I just finished covering a few numerical techniques for solving systems of equations, which can be applied to find best-fit lines through a give set of data points.

The four points $\{(0,0), (1,3), (2,3), (5,6)\}$ are arranged into an inconsistent system of four equations and two unknowns:

$b+a(0) = 0 \\ b+a(1) = 3 \\ b+a(2) = 3 \\ b+a(5) = 6$

The system can be represented in matrix form:

$\begin{bmatrix} 1 & 0 \\ 1 & 1 \\ 1 & 2 \\ 1 & 5 \end{bmatrix} \begin{bmatrix} b \\ a \end{bmatrix} = \begin{bmatrix} 1 \\ 3 \\ 3 \\ 6 \end{bmatrix}$

The least-squares solution vector can be found by solving the normal equations

$A^TA\vec{x_*}=A^T\vec{b}$

Solving for $A^TA$ and $A^T \vec{b}$ yields the following matrix system:

$\begin{bmatrix} 4 & 8 \\ 8 & 30 \end{bmatrix} \begin{bmatrix} b \\ a \end{bmatrix} = \begin{bmatrix} 12 \\ 39 \end{bmatrix}$

The system can be solved using Gauss-Seidel method.
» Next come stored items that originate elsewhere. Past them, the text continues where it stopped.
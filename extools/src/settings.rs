use std::path::{Path, PathBuf};

use serde::{Deserialize, Serialize};

use crate::app::App;

#[derive(Debug, thiserror::Error)]
pub enum SettingsError {
    #[error("failed to read {}: {source}", .path.display())]
    Io {
        path: PathBuf,
        #[source]
        source: std::io::Error,
    },
    #[error("invalid settings in {}: {source}", .path.display())]
    Json {
        path: PathBuf,
        #[source]
        source: serde_json::Error,
    },
}

/// Contents of a `settings.json` file.
#[derive(Clone, Debug, Default, PartialEq, Eq, Serialize, Deserialize)]
pub struct Settings {
    #[serde(default)]
    pub apps: Vec<App>,
}

impl Settings {
    /// `~/.extools/settings.json`
    pub fn global_path() -> Option<PathBuf> {
        dirs::home_dir().map(|home| home.join(".extools").join("settings.json"))
    }

    /// `<root>/.extools/settings.json`
    pub fn project_path(root: &Path) -> PathBuf {
        root.join(".extools").join("settings.json")
    }

    /// Parse a settings file that must exist.
    pub fn read(path: &Path) -> Result<Self, SettingsError> {
        let data = std::fs::read_to_string(path).map_err(|source| SettingsError::Io {
            path: path.to_path_buf(),
            source,
        })?;
        serde_json::from_str(&data).map_err(|source| SettingsError::Json {
            path: path.to_path_buf(),
            source,
        })
    }

    /// Like [`Settings::read`], but a missing file yields `None`.
    pub fn read_optional(path: &Path) -> Result<Option<Self>, SettingsError> {
        match Self::read(path) {
            Ok(settings) => Ok(Some(settings)),
            Err(SettingsError::Io { source, .. })
                if source.kind() == std::io::ErrorKind::NotFound =>
            {
                tracing::debug!(path = %path.display(), "no settings file");
                Ok(None)
            }
            Err(e) => Err(e),
        }
    }

    /// Overlay `other` on `self`. Apps in `other` replace apps with the same
    /// id and are appended after the remaining ones.
    pub fn merge(mut self, other: Settings) -> Settings {
        for app in other.apps {
            self.apps.retain(|a| a.id != app.id);
            self.apps.push(app);
        }
        self
    }

    /// Load global settings, then project-local settings on top.
    pub fn load_layered(global: Option<&Path>, project: &Path) -> Result<Self, SettingsError> {
        let mut settings = Settings::default();
        if let Some(path) = global
            && let Some(global) = Self::read_optional(path)?
        {
            settings = global;
        }
        if let Some(local) = Self::read_optional(project)? {
            settings = settings.merge(local);
        }
        tracing::debug!(apps = settings.apps.len(), "settings loaded");
        Ok(settings)
    }

    /// Load `~/.extools/settings.json` overlaid with the project file under
    /// `root`.
    pub fn load(root: &Path) -> Result<Self, SettingsError> {
        Self::load_layered(Self::global_path().as_deref(), &Self::project_path(root))
    }
}

#[cfg(test)]
mod tests {
    use super::*;
    use crate::app::Command;
    use tempfile::TempDir;

    fn write(dir: &Path, rel: &str, contents: &str) -> PathBuf {
        let path = dir.join(rel);
        std::fs::create_dir_all(path.parent().unwrap()).unwrap();
        std::fs::write(&path, contents).unwrap();
        path
    }

    #[test]
    fn read_apps() {
        let dir = TempDir::new().unwrap();
        let path = write(
            dir.path(),
            "settings.json",
            r#"{"apps": [
                {"id": "term", "name": "Terminal", "cmd": "xterm", "working_dir": "${folder}"},
                {"id": "fmt", "cmd": ["fmtr", "--line=${line}", "${file}"]}
            ]}"#,
        );
        let settings = Settings::read(&path).unwrap();
        assert_eq!(settings.apps.len(), 2);
        assert_eq!(settings.apps[0].display_name(), "Terminal");
        assert_eq!(settings.apps[1].cmd, Command::args(["fmtr", "--line=${line}", "${file}"]));
    }

    #[test]
    fn missing_apps_key_is_empty() {
        let dir = TempDir::new().unwrap();
        let path = write(dir.path(), "settings.json", "{}");
        assert!(Settings::read(&path).unwrap().apps.is_empty());
    }

    #[test]
    fn read_missing_file_errors() {
        let dir = TempDir::new().unwrap();
        let err = Settings::read(&dir.path().join("nope.json")).unwrap_err();
        assert!(matches!(err, SettingsError::Io { .. }));
    }

    #[test]
    fn read_optional_missing_is_none() {
        let dir = TempDir::new().unwrap();
        assert!(Settings::read_optional(&dir.path().join("nope.json")).unwrap().is_none());
    }

    #[test]
    fn malformed_file_reports_path() {
        let dir = TempDir::new().unwrap();
        let path = write(dir.path(), "settings.json", r#"{"apps": [{"id": 1}]}"#);
        let err = Settings::read_optional(&path).unwrap_err();
        assert!(matches!(err, SettingsError::Json { .. }));
        assert!(err.to_string().contains("settings.json"));
    }

    #[test]
    fn project_overrides_global_by_id() {
        let dir = TempDir::new().unwrap();
        let global = write(
            dir.path(),
            "home/settings.json",
            r#"{"apps": [{"id": "a", "cmd": "ga"}, {"id": "b", "cmd": "gb"}]}"#,
        );
        let root = dir.path().join("project");
        write(
            &root,
            ".extools/settings.json",
            r#"{"apps": [{"id": "a", "cmd": "pa"}, {"id": "c", "cmd": "pc"}]}"#,
        );
        let settings =
            Settings::load_layered(Some(&global), &Settings::project_path(&root)).unwrap();
        let ids: Vec<&str> = settings.apps.iter().map(|a| a.id.as_str()).collect();
        assert_eq!(ids, ["b", "a", "c"]);
        assert_eq!(settings.apps[1].cmd, Command::from("pa"));
    }

    #[test]
    fn layered_without_any_file_is_empty() {
        let dir = TempDir::new().unwrap();
        let settings = Settings::load_layered(
            Some(&dir.path().join("missing.json")),
            &Settings::project_path(dir.path()),
        )
        .unwrap();
        assert_eq!(settings, Settings::default());
    }
}
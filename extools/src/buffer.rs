use std::path::Path;

use crate::variables::RowCol;

/// Row/column of a character offset in `text`.
///
/// Offsets count Unicode scalar values; `\n` ends a row. Offsets past the end
/// clamp to the end of the text.
pub fn row_col(text: &str, offset: usize) -> RowCol {
    let mut pos = RowCol::default();
    for ch in text.chars().take(offset) {
        if ch == '\n' {
            pos.row += 1;
            pos.col = 0;
        } else {
            pos.col += 1;
        }
    }
    pos
}

/// In-memory text of the active document.
#[derive(Clone, Debug, Default)]
pub struct TextBuffer {
    text: String,
}

impl TextBuffer {
    pub fn new(text: impl Into<String>) -> Self {
        Self { text: text.into() }
    }

    pub fn open(path: &Path) -> std::io::Result<Self> {
        std::fs::read_to_string(path).map(Self::new)
    }

    pub fn text(&self) -> &str {
        &self.text
    }

    pub fn row_col(&self, offset: usize) -> RowCol {
        row_col(&self.text, offset)
    }
}
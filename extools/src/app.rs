use serde::{Deserialize, Serialize};

/// Command template as written in settings: one command line, or an argument
/// vector. `null` entries are allowed in the vector and dropped at expansion.
#[derive(Clone, Debug, PartialEq, Eq, Serialize, Deserialize)]
#[serde(untagged)]
pub enum Command {
    Single(String),
    Args(Vec<Option<String>>),
}

impl Command {
    /// Build an argument-vector command with no absent entries.
    pub fn args<I, S>(args: I) -> Self
    where
        I: IntoIterator<Item = S>,
        S: Into<String>,
    {
        Command::Args(args.into_iter().map(|a| Some(a.into())).collect())
    }
}

impl From<&str> for Command {
    fn from(line: &str) -> Self {
        Command::Single(line.to_string())
    }
}

impl From<String> for Command {
    fn from(line: String) -> Self {
        Command::Single(line)
    }
}

/// A configured external tool.
#[derive(Clone, Debug, PartialEq, Eq, Serialize, Deserialize)]
pub struct App {
    pub id: String,
    #[serde(default, skip_serializing_if = "Option::is_none")]
    pub name: Option<String>,
    pub cmd: Command,
    #[serde(default, skip_serializing_if = "Option::is_none")]
    pub working_dir: Option<String>,
}

impl App {
    pub fn new(id: impl Into<String>, cmd: impl Into<Command>) -> Self {
        Self {
            id: id.into(),
            name: None,
            cmd: cmd.into(),
            working_dir: None,
        }
    }

    pub fn with_name(mut self, name: impl Into<String>) -> Self {
        self.name = Some(name.into());
        self
    }

    pub fn with_working_dir(mut self, dir: impl Into<String>) -> Self {
        self.working_dir = Some(dir.into());
        self
    }

    /// Label for pickers and status lines: `name`, falling back to `id`.
    pub fn display_name(&self) -> &str {
        self.name.as_deref().unwrap_or(&self.id)
    }

    /// Working-directory template, or `None` when absent or blank.
    pub fn working_dir(&self) -> Option<&str> {
        self.working_dir
            .as_deref()
            .filter(|dir| !dir.trim().is_empty())
    }
}

/// Look up an app by exact id.
pub fn find<'a>(apps: &'a [App], id: &str) -> Option<&'a App> {
    apps.iter().find(|a| a.id == id)
}
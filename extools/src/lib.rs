pub mod app;
pub mod buffer;
pub mod expand;
pub mod launcher;
pub mod settings;
pub mod spawn;
pub mod variables;
pub mod workspace;

// Re-exports
pub use app::{App, Command};
pub use buffer::TextBuffer;
pub use expand::{ExpandedCommand, expand, expand_command};
pub use launcher::{Choice, Host, Invocation, LaunchError, Launcher, Outcome};
pub use settings::{Settings, SettingsError};
pub use spawn::{DetachedSpawner, ProcessHandle, RecordingSpawner, SpawnRequest, Spawner};
pub use variables::{Environment, Region, RowCol, SelectionBounds, VariableMap, resolve};
pub use workspace::{WorkspaceContext, extract_variables};
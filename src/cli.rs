use clap::{Parser, Subcommand};

#[derive(Parser)]
#[command(name = "safe-copycat")]
#[command(about = "Redeploy a Safe to the same address on another chain")]
#[command(version)]
pub struct Cli {
    #[command(subcommand)]
    pub command: Commands,
}

#[derive(Subcommand)]
pub enum Commands {
    /// Fetch and classify a Safe's creation transaction without deploying
    #[command(name = "check")]
    Check {
        /// Safe address
        safe_address: String,
        /// Chain id the Safe was originally created on
        source_chain_id: u64,
        /// Override the public RPC endpoint for the source chain
        #[arg(long)]
        source_rpc: Option<String>,
    },
    /// Replay the Safe's creation transaction on another chain
    #[command(name = "copy-safe")]
    CopySafe {
        /// Safe address
        safe_address: String,
        /// Chain id the Safe was originally created on
        source_chain_id: u64,
        /// Chain id to deploy the copy on
        target_chain_id: u64,
        /// RPC node URL for the target chain
        node_url: String,
        /// Deployer private key (hex, with or without 0x)
        private_key: String,
        /// Override the public RPC endpoint for the source chain
        #[arg(long)]
        source_rpc: Option<String>,
    },
    /// Compare the Safe's creation-time configuration with its live one
    #[command(name = "config-diff")]
    ConfigDiff {
        /// Safe address
        safe_address: String,
        /// Chain id the Safe lives on
        source_chain_id: u64,
        /// Override the public RPC endpoint for the source chain
        #[arg(long)]
        source_rpc: Option<String>,
    },
    /// List the known chains
    #[command(name = "chains")]
    Chains,
}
Below, I run 10 iterations of Gauss-Seidel (visualized in the figure above). The estimated line gets successively closer to the true solution in green. The estimates are shown in blue – each iteration is shown in a darker shade than the next (see highlighted lines).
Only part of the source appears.